Expressing an integer as a series of multipliers

Scroll down to see latest edit, I left all this text here just so that I don't invalidate the replies this question has received so far!
I have the following brain teaser I'd like to get a solution for, I have tried to solve this but since I'm not mathematically that much above average (that is, I think I'm very close to average) I can't seem wrap my head around this.
The problem: Given number x should be split to a serie of multipliers, where each multiplier <= y, y being a constant like 10 or 16 or whatever. In the serie (technically an array of integers) the last number should be added instead of multiplied to be able to convert the multipliers back to original number.
As an example, lets assume x=29 and y=10. In this case the expected array would be {10,2,9} meaning 10*2+9. However if y=5, it'd be {5,5,4} meaning 5*5+4 or if y=3, it'd be {3,3,3,2} which would then be 3*3*3+2.

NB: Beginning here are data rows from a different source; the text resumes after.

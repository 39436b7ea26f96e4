//! Column type inference from sampled rows.
//!
//! Inference is best-effort: only the sampled rows are inspected, so a
//! column that changes shape later in the file fails at insert time and is
//! reported by the loader.
//!
//! Resolution order per column, over non-null values only:
//! boolean, integer (BIGINT once any value leaves the `i32` range),
//! double precision, timestamp, jsonb (objects/arrays only), then text.
//! A column that is null in every sampled row is text.

use std::collections::BTreeSet;
use std::fmt;
use std::str::FromStr;

use chrono::{DateTime, NaiveDateTime};
use once_cell::sync::Lazy;
use regex::Regex;
use serde::{Deserialize, Serialize};

use crate::value::{DecodedRow, Value};

/// PostgreSQL column types produced by inference.
#[derive(Debug, Clone, Copy, PartialEq, Eq, Hash, Serialize, Deserialize)]
#[serde(rename_all = "snake_case")]
pub enum SqlType {
    Boolean,
    Integer,
    BigInt,
    DoublePrecision,
    Timestamp,
    TimestampTz,
    Jsonb,
    Text,
}

impl SqlType {
    #[must_use]
    pub const fn as_sql(&self) -> &'static str {
        match self {
            Self::Boolean => "BOOLEAN",
            Self::Integer => "INTEGER",
            Self::BigInt => "BIGINT",
            Self::DoublePrecision => "DOUBLE PRECISION",
            Self::Timestamp => "TIMESTAMP",
            Self::TimestampTz => "TIMESTAMPTZ",
            Self::Jsonb => "JSONB",
            Self::Text => "TEXT",
        }
    }

    /// Whether a decoded value can be stored in a column of this type
    /// without a lossy conversion.
    #[must_use]
    pub fn accepts(&self, value: &Value) -> bool {
        match (self, value) {
            (_, Value::Null) | (Self::Text, _) => true,
            (Self::Boolean, Value::Bool(_)) => true,
            (Self::Integer, Value::Integer(n)) => i32::try_from(*n).is_ok(),
            (Self::BigInt, Value::Integer(_)) => true,
            (Self::DoublePrecision, Value::Integer(_) | Value::Float(_)) => true,
            (Self::Timestamp | Self::TimestampTz, Value::String(s)) => {
                classify_timestamp(s).is_some()
            }
            (Self::Jsonb, Value::String(s)) => serde_json::from_str::<serde_json::Value>(s).is_ok(),
            (Self::Jsonb, Value::Object(_) | Value::Array(_)) => true,
            _ => false,
        }
    }
}

impl fmt::Display for SqlType {
    fn fmt(&self, f: &mut fmt::Formatter<'_>) -> fmt::Result {
        f.write_str(self.as_sql())
    }
}

impl FromStr for SqlType {
    type Err = String;

    fn from_str(s: &str) -> Result<Self, Self::Err> {
        match s.trim().to_ascii_lowercase().as_str() {
            "boolean" | "bool" => Ok(Self::Boolean),
            "integer" | "int" | "int4" => Ok(Self::Integer),
            "bigint" | "int8" => Ok(Self::BigInt),
            "double precision" | "float8" | "double" => Ok(Self::DoublePrecision),
            "timestamp" | "timestamp without time zone" => Ok(Self::Timestamp),
            "timestamptz" | "timestamp with time zone" => Ok(Self::TimestampTz),
            "jsonb" | "json" => Ok(Self::Jsonb),
            "text" | "varchar" | "character varying" => Ok(Self::Text),
            other => Err(format!("unsupported column type: {other}")),
        }
    }
}

/// A column to emit in `CREATE TABLE`.
#[derive(Debug, Clone, PartialEq, Eq, Serialize, Deserialize)]
pub struct ColumnSpec {
    pub name: String,
    pub sql_type: SqlType,
}

impl ColumnSpec {
    #[must_use]
    pub fn new(name: impl Into<String>, sql_type: SqlType) -> Self {
        Self {
            name: name.into(),
            sql_type,
        }
    }
}

/// Kind of timestamp a string looks like.
#[derive(Debug, Clone, Copy, PartialEq, Eq)]
pub enum TimestampKind {
    Naive,
    WithOffset,
}

// Date, `T` or space, hours:minutes, optional seconds and fraction,
// optional `Z` or numeric offset.
static TIMESTAMP_RE: Lazy<Regex> = Lazy::new(|| {
    Regex::new(
        r"^\d{4}-\d{2}-\d{2}[T ]\d{2}:\d{2}(?::\d{2}(?:\.\d{1,9})?)?(?P<offset>Z|z|[+-]\d{2}(?::?\d{2})?)?$",
    )
    .unwrap_or_else(|e| unreachable!("timestamp pattern is valid: {e}"))
});

/// Recognize an ISO-8601 style timestamp string.
///
/// The shape is checked first and the calendar values are then validated
/// with chrono, so `2024-13-45 99:00` is rejected.
#[must_use]
pub fn classify_timestamp(s: &str) -> Option<TimestampKind> {
    let caps = TIMESTAMP_RE.captures(s)?;
    let has_offset = caps.name("offset").is_some();
    let normalized = s.replacen(' ', "T", 1);

    if has_offset {
        let normalized = if normalized.ends_with(['Z', 'z']) {
            format!("{}+00:00", &normalized[..normalized.len() - 1])
        } else {
            normalized
        };
        let ok = ["%Y-%m-%dT%H:%M:%S%.f%#z", "%Y-%m-%dT%H:%M%#z"]
            .iter()
            .any(|fmt| DateTime::parse_from_str(&normalized, fmt).is_ok());
        ok.then_some(TimestampKind::WithOffset)
    } else {
        let ok = ["%Y-%m-%dT%H:%M:%S%.f", "%Y-%m-%dT%H:%M"]
            .iter()
            .any(|fmt| NaiveDateTime::parse_from_str(&normalized, fmt).is_ok());
        ok.then_some(TimestampKind::Naive)
    }
}

/// Running summary of the values seen for one column.
#[derive(Debug, Clone)]
struct Observation {
    non_null: usize,
    all_bool: bool,
    all_integer: bool,
    all_numeric: bool,
    all_timestamp: bool,
    any_offset: bool,
    all_container: bool,
    wide_integer: bool,
}

impl Default for Observation {
    fn default() -> Self {
        Self {
            non_null: 0,
            all_bool: true,
            all_integer: true,
            all_numeric: true,
            all_timestamp: true,
            any_offset: false,
            all_container: true,
            wide_integer: false,
        }
    }
}

impl Observation {
    fn observe(&mut self, value: &Value) {
        if value.is_null() {
            return;
        }
        self.non_null += 1;

        self.all_bool &= matches!(value, Value::Bool(_));
        self.all_integer &= matches!(value, Value::Integer(_));
        self.all_numeric &= matches!(value, Value::Integer(_) | Value::Float(_));
        self.all_container &= matches!(value, Value::Object(_) | Value::Array(_));

        if let Value::Integer(n) = value {
            if i32::try_from(*n).is_err() {
                self.wide_integer = true;
            }
        }

        if self.all_timestamp {
            match value {
                Value::String(s) => match classify_timestamp(s) {
                    Some(TimestampKind::WithOffset) => self.any_offset = true,
                    Some(TimestampKind::Naive) => {}
                    None => self.all_timestamp = false,
                },
                _ => self.all_timestamp = false,
            }
        }
    }

    const fn resolve(&self) -> SqlType {
        if self.non_null == 0 {
            SqlType::Text
        } else if self.all_bool {
            SqlType::Boolean
        } else if self.all_integer {
            if self.wide_integer {
                SqlType::BigInt
            } else {
                SqlType::Integer
            }
        } else if self.all_numeric {
            SqlType::DoublePrecision
        } else if self.all_timestamp {
            if self.any_offset {
                SqlType::TimestampTz
            } else {
                SqlType::Timestamp
            }
        } else if self.all_container {
            SqlType::Jsonb
        } else {
            SqlType::Text
        }
    }
}

/// Infer one column type from the values observed for it.
pub fn infer_type<'a, I>(values: I) -> SqlType
where
    I: IntoIterator<Item = &'a Value>,
{
    let mut obs = Observation::default();
    for value in values {
        obs.observe(value);
    }
    obs.resolve()
}

/// Infer column specs for a table from sampled rows.
///
/// Columns are the union of keys across the sample, in first-seen order,
/// minus `skip`. A row missing a key contributes nothing to that column.
#[must_use]
pub fn infer_columns(rows: &[DecodedRow], skip: Option<&BTreeSet<String>>) -> Vec<ColumnSpec> {
    let mut order: Vec<(String, Observation)> = Vec::new();

    for row in rows {
        for (name, value) in row.iter() {
            if skip.is_some_and(|s| s.contains(name)) {
                continue;
            }
            let idx = if let Some(idx) = order.iter().position(|(n, _)| n == name) {
                idx
            } else {
                order.push((name.to_string(), Observation::default()));
                order.len() - 1
            };
            order[idx].1.observe(value);
        }
    }

    order
        .into_iter()
        .map(|(name, obs)| {
            let sql_type = obs.resolve();
            tracing::trace!(column = %name, %sql_type, samples = obs.non_null, "Inferred column type");
            ColumnSpec::new(name, sql_type)
        })
        .collect()
}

I tried to solve this by doing something like this:
while x >= y, store y to multipliers, then x = x - y
when x < y, store x to multipliers
Obviously this didn't work, I also tried to store the "leftover" part separately and add that after everything else but that didn't work either. I believe my main problem is that I try to think this in a way too complex manner while the solution is blatantly obvious and simple.
To reiterate, these are the limits this algorithm should have:
has to work with 64bit longs
has to return an array of 32bit integers (...well, shorts are OK too)
while support for signed numbers (both + and -) would be nice, if it helps the task only unsigned numbers is a must
And while I'm doing this using Java, I'd rather take any possible code examples as pseudocode, I specifically do NOT want readily made answers, I just need a nudge (well, more of a strong kick) so that I can solve this at least partly myself. Thanks in advance.
Edit: Further clarification
To avoid some confusion, I think I should reword this a bit:
Every integer in the result array should be less or equal to y, including the last number.
Yes, the last number is just a magic number.
No, this is isn't modulus since then the second number would be larger than y in most cases.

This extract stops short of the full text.